「はやくー!」
「えいとおうじー!」
「あ、ああ……」
双子に向かってなんとか返事はするものの、その場から動こうとしない瑛斗先輩の態度に、俺の胸はさらに酷く締め付けられた。
(なんだよ……。前は和兄が俺の髪を搔き乱しただけで、引っ張ったくせに……。もう、本当に俺のこと、どうでもよくなって……)
和兄に髪を搔き乱され、瑛斗先輩に取り返えされるように引っ張られたとき、俺は瑛斗先輩がなぜそんなことをしたのか理由がわからなかった。

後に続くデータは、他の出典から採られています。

impl PgStore {
    /// `schema` must already be a valid identifier; see `Settings::from_env`.
    pub fn new(pool: PgPool, schema: impl Into<String>) -> Self {
        PgStore {
            pool,
            schema: schema.into(),
        }
    }

    /// Schema-qualified table name, e.g. `trasy.punkty_trasy`.
    fn table(&self, name: &str) -> String {
        format!("{}.{}", self.schema, name)
    }

    /// Create schema and tables if missing. Safe to run on every start.
    pub async fn ensure_tables(&self) -> Result<(), AppError> {
        sqlx::query(&format!("CREATE SCHEMA IF NOT EXISTS {}", self.schema))
            .execute(&self.pool)
            .await?;

        let users = self.table("uzytkownicy");
        let tokens = self.table("tokeny");
        let sessions = self.table("sesje");
        let backgrounds = self.table("obrazy_tla");
        let routes = self.table("trasy");
        let points = self.table("punkty_trasy");

        let ddl = [
            format!(
                r#"
                CREATE TABLE IF NOT EXISTS {users} (
                    id BIGSERIAL PRIMARY KEY,
                    username TEXT NOT NULL UNIQUE,
                    email TEXT NOT NULL DEFAULT '',
                    password_hash TEXT NOT NULL,
                    date_joined TIMESTAMPTZ NOT NULL DEFAULT NOW()
                )
                "#
            ),
            format!(
                r#"
                CREATE TABLE IF NOT EXISTS {tokens} (
                    klucz TEXT PRIMARY KEY,
                    uzytkownik_id BIGINT NOT NULL UNIQUE REFERENCES {users}(id) ON DELETE CASCADE,
                    utworzony TIMESTAMPTZ NOT NULL DEFAULT NOW()
                )
                "#
            ),
            format!(
                r#"
                CREATE TABLE IF NOT EXISTS {sessions} (
                    klucz TEXT PRIMARY KEY,
                    uzytkownik_id BIGINT NOT NULL REFERENCES {users}(id) ON DELETE CASCADE,
                    utworzona TIMESTAMPTZ NOT NULL DEFAULT NOW()
                )
                "#
            ),
            format!(
                r#"
                CREATE TABLE IF NOT EXISTS {backgrounds} (
                    id BIGSERIAL PRIMARY KEY,
                    nazwa VARCHAR(100) NOT NULL,
                    opis TEXT NOT NULL DEFAULT '',
                    obraz TEXT NOT NULL,
                    szerokosc INTEGER NOT NULL,
                    wysokosc INTEGER NOT NULL,
                    data_dodania TIMESTAMPTZ NOT NULL DEFAULT NOW()
                )
                "#
            ),
            format!(
                r#"
                CREATE TABLE IF NOT EXISTS {routes} (
                    id BIGSERIAL PRIMARY KEY,
                    nazwa VARCHAR(100) NOT NULL,
                    opis TEXT NOT NULL DEFAULT '',
                    uzytkownik_id BIGINT NOT NULL REFERENCES {users}(id) ON DELETE CASCADE,
                    obraz_tla_id BIGINT NOT NULL REFERENCES {backgrounds}(id) ON DELETE CASCADE,
                    data_utworzenia TIMESTAMPTZ NOT NULL DEFAULT NOW(),
                    data_modyfikacji TIMESTAMPTZ NOT NULL DEFAULT NOW()
                )
                "#
            ),
            format!(
                r#"
                CREATE TABLE IF NOT EXISTS {points} (
                    id BIGSERIAL PRIMARY KEY,
                    trasa_id BIGINT NOT NULL REFERENCES {routes}(id) ON DELETE CASCADE,
                    x INTEGER NOT NULL,
                    y INTEGER NOT NULL,
                    kolejnosc INTEGER NOT NULL CHECK (kolejnosc >= 1),
                    CONSTRAINT punkty_trasy_kolejnosc_uniq UNIQUE (trasa_id, kolejnosc) DEFERRABLE INITIALLY DEFERRED
                )
                "#
            ),
            format!("CREATE INDEX IF NOT EXISTS trasy_uzytkownik_idx ON {routes} (uzytkownik_id)"),
        ];
        for sql in &ddl {
            tracing::debug!(sql = %sql, "ddl");
            sqlx::query(sql).execute(&self.pool).await?;
        }
        Ok(())
    }

    /// Lock the route row for the rest of the transaction.
    async fn lock_route(&self, tx: &mut PgConnection, route_id: RouteId) -> Result<(), AppError> {
        let sql = format!("SELECT id FROM {} WHERE id = $1 FOR UPDATE", self.table("trasy"));
        tracing::debug!(sql = %sql, route_id, "query (tx)");
        let locked: Option<(i64,)> = sqlx::query_as(&sql).bind(route_id).fetch_optional(&mut *tx).await?;
        locked
            .map(|_| ())
            .ok_or_else(|| AppError::NotFound(format!("trasa {}", route_id)))
    }

    async fn points_tx(&self, tx: &mut PgConnection, route_id: RouteId) -> Result<Vec<RoutePoint>, AppError> {
        let sql = format!(
            "SELECT {} FROM {} WHERE trasa_id = $1 ORDER BY kolejnosc",
            POINT_COLUMNS,
            self.table("punkty_trasy")
        );
        tracing::debug!(sql = %sql, route_id, "query (tx)");
        Ok(sqlx::query_as::<_, RoutePoint>(&sql)
            .bind(route_id)
            .fetch_all(&mut *tx)
            .await?)
    }

    /// One statement for the whole plan; no per-row saves.
    async fn apply_tx(
        &self,
        tx: &mut PgConnection,
        route_id: RouteId,
        changes: &[OrderChange],
    ) -> Result<(), AppError> {
        if changes.is_empty() {
            return Ok(());
        }
        let ids: Vec<i64> = changes.iter().map(|c| c.point_id).collect();
        let orders: Vec<i32> = changes.iter().map(|c| c.order).collect();
        let sql = format!(
            "UPDATE {} AS p SET kolejnosc = c.kolejnosc \
             FROM UNNEST($1::BIGINT[], $2::INTEGER[]) AS c(id, kolejnosc) \
             WHERE p.id = c.id AND p.trasa_id = $3",
            self.table("punkty_trasy")
        );
        tracing::debug!(sql = %sql, ids = ?ids, orders = ?orders, "query (tx)");
        sqlx::query(&sql)
            .bind(&ids)
            .bind(&orders)
            .bind(route_id)
            .execute(&mut *tx)
            .await?;
        Ok(())
    }

    async fn user_by_key(&self, table: &str, key: &str) -> Result<Option<User>, AppError> {
        let sql = format!(
            "SELECT u.id, u.username, u.email, u.password_hash, u.date_joined FROM {} u \
             JOIN {} k ON k.uzytkownik_id = u.id WHERE k.klucz = $1",
            self.table("uzytkownicy"),
            self.table(table)
        );
        tracing::debug!(sql = %sql, "query");
        Ok(sqlx::query_as::<_, User>(&sql).bind(key).fetch_optional(&self.pool).await?)
    }
}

わからなくて、同じことをレンさんにしていたサクヤさんへ向かって質問をしたくらいだ。
だけど今、一つの可能性がパッと頭に浮かんだ。
(あれは……もしかして嫉妬だった……? 俺、瑛斗先輩に嫉妬して欲しいって思ってる……? えっ……?)
思ってもみなかった感情に気付いて俺は戸惑っていると、和兄が俺を抱き締める腕に、さらに力が込められたのを感じた。
「オレが本当にもらっていきますよ。いいんですね?」
(えっ……?)
双子を揶揄うさっきまでの口ぶりとは明らかに違う和兄の話し方に俺は驚いて、和兄の腕の中で埋めさせられていた胸板から、なんとか身じろいで和兄の顔を見上げた。
見上げた和兄の顔は、さっきまでの悪戯をする少年のような顔から、いつのまにか真剣なものに変わっていた。
(和兄……?)
「やーだー!」
「はなしてー!」
「まっ……」
「おい! なんをそんなに騒いで……」
瑛斗先輩が何か言いかけたように聞こえた気もするが、リビングの扉を開けて突然現れた那央の声に掻き消されてしまった。
「あっ……」
「……」
リビングの扉を開けたまま、眉間に皺を寄せた怒った顔で微動だにしない学ラン姿の那央に、俺は自分の置かれている状況に気付いて、思わず固まってしまった。
(おいおい……。家に帰ってきたら兄が男に抱き締められているなんて、地獄絵図すぎるだろ……)
そんな、一瞬静まり返ったリビングで、誰よりも先に声を荒げたのは和兄だった。
「な、なんでお前がここに……!」
(えっ……?)
俺を抱き締めながら和兄は声を震わせると、片手で那央を指差した。
「なおくん、たすけてー。りおくんがつれてかれちゃうー」
「とられちゃうー」
「ああん?」
双子は那央の元に走って向かい、那央の足にしがみつくと、まるで那央を盾にするかのように後ろに回り込み、顔をひょこっと飛び出させた。
先程以上に眉間へ皺を寄せて、まるで般若のような表情で怒りを露わにする那央を前にした和兄は、俺から身体を離すと、たじろぐように一歩後退った。
「な、なおって……。えっ……? もしかして……。お前が那央なのか……?」
「そうだよ。やっと気付いたのかよ。相変わらず、鈍臭いなー」
「鈍臭いって……気付くか! てか、う、嘘だ! お前が、あの可愛かった那央なんて俺は信じない! 嘘だよな、理央?」
必死な表情で俺を見つめてくる和兄だったが、俺はゆっくりと首を横に振った。
「正真正銘、俺の弟の那央だよ。この前、大きくなったって話したでしょ?」
「う、嘘だー!」
ショックで崩れるように、絨毯の上で膝をついた和兄は、天を仰ぐようにしながら顔を手で覆い隠した。